__Description of the task__. Show the lines below that contain the string "BandwidthSampleRecord".

START Material to process

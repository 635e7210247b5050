// Copyright (C) 2025 SyncMyOrders Sp. z o.o.
// SPDX-License-Identifier: AGPL-3.0-or-later
//! SQLite-backed persistence implementation.

use std::path::Path;

use chrono::{NaiveDate, Utc};
use sqlx::SqlitePool;
use sqlx::sqlite::SqlitePoolOptions;
use tracing::debug;

use crate::error::CoreError;
use crate::status::VmStatus;

use super::{
    BandwidthSampleRecord, IpAddressRecord, NewVm, Persistence, VmRecord, month_start,
};

static MIGRATOR: sqlx::migrate::Migrator = sqlx::migrate!("./migrations/sqlite");

/// SQLite-backed persistence provider.
#[derive(Clone)]
pub struct SqlitePersistence {
    pool: SqlitePool,
}

impl SqlitePersistence {
    /// Create a new SQLite persistence provider from an existing pool.
    pub fn new(pool: SqlitePool) -> Self {
        Self { pool }
    }

    /// Create and initialize a new SQLite persistence from a file path.
    ///
    /// This convenience constructor handles all setup:
    /// - Creates parent directories if they don't exist
    /// - Creates the database file if it doesn't exist
    /// - Connects to the database with sensible defaults
    /// - Runs all migrations
    ///
    /// # Arguments
    ///
    /// * `path` - Path to the SQLite database file (e.g., ".data/vmforge.db")
    ///
    /// # Example
    ///
    /// ```ignore
    /// let persistence = SqlitePersistence::from_path(".data/vmforge.db").await?;
    /// ```
    pub async fn from_path(path: impl AsRef<Path>) -> Result<Self, CoreError> {
        let path = path.as_ref();

        // Create parent directories if needed
        if let Some(parent) = path.parent()
            && !parent.as_os_str().is_empty()
        {
            std::fs::create_dir_all(parent).map_err(|e| CoreError::DatabaseError {
                operation: "create_dir".to_string(),
                details: format!("Failed to create directory {:?}: {}", parent, e),
            })?;
        }

        // Build connection URL
        let path_str = path.to_string_lossy();
        let url = format!("sqlite:{}?mode=rwc", path_str);

        // Create pool with reasonable defaults
        let pool = SqlitePoolOptions::new()
            .max_connections(5)
            .connect(&url)
            .await
            .map_err(|e| CoreError::DatabaseError {
                operation: "connect".to_string(),
                details: format!("Failed to connect to SQLite at {:?}: {}", path, e),
            })?;

        // Run migrations
        MIGRATOR
            .run(&pool)
            .await
            .map_err(|e| CoreError::DatabaseError {
                operation: "migrate".to_string(),
                details: format!("Failed to run migrations: {}", e),
            })?;

        Ok(Self { pool })
    }
}

#[async_trait::async_trait]
impl Persistence for SqlitePersistence {
    async fn create_vm(&self, vm: &NewVm) -> Result<(), CoreError> {
        let reset_date = month_start(Utc::now().date_naive());

        sqlx::query(
            r#"
            INSERT INTO vms (vmid, name, node, status, user_id, bandwidth_limit,
                             bandwidth_usage_bytes, bandwidth_reset_date, created_at)
            VALUES (?, ?, ?, ?, ?, ?, 0, ?, CURRENT_TIMESTAMP)
            "#,
        )
        .bind(vm.vmid)
        .bind(&vm.name)
        .bind(&vm.node)
        .bind(vm.status.as_str())
        .bind(&vm.user_id)
        .bind(vm.bandwidth_limit)
        .bind(reset_date)
        .execute(&self.pool)
        .await
        .map_err(|e| match &e {
            sqlx::Error::Database(db) if db.is_unique_violation() => {
                CoreError::VmAlreadyExists { vmid: vm.vmid }
            }
            _ => CoreError::from(e),
        })?;

        Ok(())
    }

    async fn get_vm(&self, vmid: i64) -> Result<Option<VmRecord>, CoreError> {
        let record = sqlx::query_as::<_, VmRecord>(
            r#"
            SELECT vmid, name, node, status, config, upid, user_id,
                   bandwidth_limit, bandwidth_usage_bytes, bandwidth_reset_date, created_at
            FROM vms
            WHERE vmid = ?
            "#,
        )
        .bind(vmid)
        .fetch_optional(&self.pool)
        .await?;

        Ok(record)
    }

    async fn list_vms(&self) -> Result<Vec<VmRecord>, CoreError> {
        let records = sqlx::query_as::<_, VmRecord>(
            r#"
            SELECT vmid, name, node, status, config, upid, user_id,
                   bandwidth_limit, bandwidth_usage_bytes, bandwidth_reset_date, created_at
            FROM vms
            ORDER BY vmid
            "#,
        )
        .fetch_all(&self.pool)
        .await?;

        Ok(records)
    }

    async fn list_vms_by_status(&self, status: VmStatus) -> Result<Vec<VmRecord>, CoreError> {
        let records = sqlx::query_as::<_, VmRecord>(
            r#"
            SELECT vmid, name, node, status, config, upid, user_id,
                   bandwidth_limit, bandwidth_usage_bytes, bandwidth_reset_date, created_at
            FROM vms
            WHERE status = ?
            ORDER BY vmid
            "#,
        )
        .bind(status.as_str())
        .fetch_all(&self.pool)
        .await?;

        Ok(records)
    }

    async fn delete_vm(&self, vmid: i64) -> Result<(), CoreError> {
        let result = sqlx::query("DELETE FROM vms WHERE vmid = ?")
            .bind(vmid)
            .execute(&self.pool)
            .await?;

        if result.rows_affected() == 0 {
            return Err(CoreError::VmNotFound { vmid });
        }

        Ok(())
    }

    async fn transition_vm(&self, vmid: i64, to: VmStatus) -> Result<VmStatus, CoreError> {
        // Two attempts: the guard below can only miss when another writer
        // moved the status between our read and our update.
        for _ in 0..2 {
            let current = self
                .get_vm(vmid)
                .await?
                .ok_or(CoreError::VmNotFound { vmid })?
                .status;

            if !current.can_transition(to) {
                return Err(CoreError::InvalidStatusTransition {
                    vmid,
                    from: current,
                    to,
                });
            }

            let result = sqlx::query(
                r#"
                UPDATE vms SET status = ? WHERE vmid = ? AND status = ?
                "#,
            )
            .bind(to.as_str())
            .bind(vmid)
            .bind(current.as_str())
            .execute(&self.pool)
            .await?;

            if result.rows_affected() > 0 {
                return Ok(current);
            }

            debug!(vmid, from = %current, to = %to, "Status moved concurrently, re-reading");
        }

        Err(CoreError::DatabaseError {
            operation: "transition_vm".to_string(),
            details: format!("status of VM {} kept changing concurrently", vmid),
        })
    }

    async fn update_vm_node(&self, vmid: i64, node: &str) -> Result<(), CoreError> {
        let result = sqlx::query("UPDATE vms SET node = ? WHERE vmid = ?")
            .bind(node)
            .bind(vmid)
            .execute(&self.pool)
            .await?;

        if result.rows_affected() == 0 {
            return Err(CoreError::VmNotFound { vmid });
        }

        Ok(())
    }

    async fn update_vm_upid(&self, vmid: i64, upid: &str) -> Result<(), CoreError> {
        let result = sqlx::query("UPDATE vms SET upid = ? WHERE vmid = ?")
            .bind(upid)
            .bind(vmid)
            .execute(&self.pool)
            .await?;

        if result.rows_affected() == 0 {
            return Err(CoreError::VmNotFound { vmid });
        }

        Ok(())
    }

    async fn update_vm_config(&self, vmid: i64, config: Option<&str>) -> Result<(), CoreError> {
        let result = sqlx::query("UPDATE vms SET config = ? WHERE vmid = ?")
            .bind(config)
            .bind(vmid)
            .execute(&self.pool)
            .await?;

        if result.rows_affected() == 0 {
            return Err(CoreError::VmNotFound { vmid });
        }

        Ok(())
    }

    async fn add_ip_address(
        &self,
        address: &str,
        gateway: &str,
        netmask: &str,
    ) -> Result<i64, CoreError> {
        let result = sqlx::query(
            r#"
            INSERT INTO ip_addresses (address, gateway, netmask, reserved, vm_id)
            VALUES (?, ?, ?, 0, NULL)
            "#,
        )
        .bind(address)
        .bind(gateway)
        .bind(netmask)
        .execute(&self.pool)
        .await?;

        Ok(result.last_insert_rowid())
    }

    async fn claim_ip_address(&self, vmid: i64) -> Result<IpAddressRecord, CoreError> {
        loop {
            let candidate = sqlx::query_as::<_, IpAddressRecord>(
                r#"
                SELECT id, address, gateway, netmask, reserved, vm_id
                FROM ip_addresses
                WHERE reserved = 0 AND vm_id IS NULL
                ORDER BY id
                LIMIT 1
                "#,
            )
            .fetch_optional(&self.pool)
            .await?;

            let Some(candidate) = candidate else {
                return Err(CoreError::NoFreeAddress);
            };

            // Both fields flip together; the guard keeps the claim atomic
            // under concurrent callers.
            let result = sqlx::query(
                r#"
                UPDATE ip_addresses
                SET reserved = 1, vm_id = ?
                WHERE id = ? AND reserved = 0 AND vm_id IS NULL
                "#,
            )
            .bind(vmid)
            .bind(candidate.id)
            .execute(&self.pool)
            .await?;

            if result.rows_affected() > 0 {
                return Ok(IpAddressRecord {
                    reserved: true,
                    vm_id: Some(vmid),
                    ..candidate
                });
            }

            // Lost the race for this row; the next iteration picks another.
            debug!(address = %candidate.address, "Address claimed concurrently, retrying");
        }
    }

    async fn release_ip_addresses(&self, vmid: i64) -> Result<u64, CoreError> {
        let result = sqlx::query(
            r#"
            UPDATE ip_addresses
            SET reserved = 0, vm_id = NULL
            WHERE vm_id = ?
            "#,
        )
        .bind(vmid)
        .execute(&self.pool)
        .await?;

        Ok(result.rows_affected())
    }

    async fn get_ip_for_vm(&self, vmid: i64) -> Result<Option<IpAddressRecord>, CoreError> {
        let record = sqlx::query_as::<_, IpAddressRecord>(
            r#"
            SELECT id, address, gateway, netmask, reserved, vm_id
            FROM ip_addresses
            WHERE vm_id = ?
            LIMIT 1
            "#,
        )
        .bind(vmid)
        .fetch_optional(&self.pool)
        .await?;

        Ok(record)
    }

    async fn list_free_ip_addresses(&self) -> Result<Vec<IpAddressRecord>, CoreError> {
        let records = sqlx::query_as::<_, IpAddressRecord>(
            r#"
            SELECT id, address, gateway, netmask, reserved, vm_id
            FROM ip_addresses
            WHERE reserved = 0 AND vm_id IS NULL
            ORDER BY id
            "#,
        )
        .fetch_all(&self.pool)
        .await?;

        Ok(records)
    }

    async fn reset_vm_bandwidth(&self, vmid: i64, reset_date: NaiveDate) -> Result<(), CoreError> {
        let result = sqlx::query(
            r#"
            UPDATE vms
            SET bandwidth_usage_bytes = 0, bandwidth_reset_date = ?
            WHERE vmid = ?
            "#,
        )
        .bind(reset_date)
        .bind(vmid)
        .execute(&self.pool)
        .await?;

        if result.rows_affected() == 0 {
            return Err(CoreError::VmNotFound { vmid });
        }

        Ok(())
    }

    async fn update_vm_bandwidth_usage(
        &self,
        vmid: i64,
        usage_bytes: i64,
    ) -> Result<(), CoreError> {
        let result = sqlx::query(
            r#"
            UPDATE vms SET bandwidth_usage_bytes = ? WHERE vmid = ?
            "#,
        )
        .bind(usage_bytes)
        .bind(vmid)
        .execute(&self.pool)
        .await?;

        if result.rows_affected() == 0 {
            return Err(CoreError::VmNotFound { vmid });
        }

        Ok(())
    }

    async fn upsert_bandwidth_sample(
        &self,
        vmid: i64,
        day: NaiveDate,
        bytes_in: i64,
        bytes_out: i64,
    ) -> Result<(), CoreError> {
        sqlx::query(
            r#"
            INSERT INTO bandwidth_samples (vm_id, day, bytes_in, bytes_out, total_bytes, created_at)
            VALUES (?, ?, ?, ?, ?, CURRENT_TIMESTAMP)
            ON CONFLICT (vm_id, day) DO UPDATE SET
                bytes_in = excluded.bytes_in,
                bytes_out = excluded.bytes_out,
                total_bytes = excluded.total_bytes
            "#,
        )
        .bind(vmid)
        .bind(day)
        .bind(bytes_in)
        .bind(bytes_out)
        .bind(bytes_in + bytes_out)
        .execute(&self.pool)
        .await?;

        Ok(())
    }

    async fn list_bandwidth_samples(
        &self,
        vmid: i64,
    ) -> Result<Vec<BandwidthSampleRecord>, CoreError> {
        let records = sqlx::query_as::<_, BandwidthSampleRecord>(
            r#"
            SELECT id, vm_id, day, bytes_in, bytes_out, total_bytes, created_at
            FROM bandwidth_samples
            WHERE vm_id = ?
            ORDER BY day
            "#,
        )
        .bind(vmid)
        .fetch_all(&self.pool)
        .await?;

        Ok(records)
    }

    async fn prune_bandwidth_samples(&self, cutoff: NaiveDate) -> Result<u64, CoreError> {
        let result = sqlx::query("DELETE FROM bandwidth_samples WHERE day < ?")
            .bind(cutoff)
            .execute(&self.pool)
            .await?;

        if result.rows_affected() > 0 {
            debug!(
                pruned = result.rows_affected(),
                cutoff = %cutoff,
                "Pruned old bandwidth samples"
            );
        }

        Ok(result.rows_affected())
    }
}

END Material to process

__Result of this task__.
    BandwidthSampleRecord, IpAddressRecord, NewVm, Persistence, VmRecord, month_start,
    ) -> Result<Vec<BandwidthSampleRecord>, CoreError> {
        let records = sqlx::query_as::<_, BandwidthSampleRecord>(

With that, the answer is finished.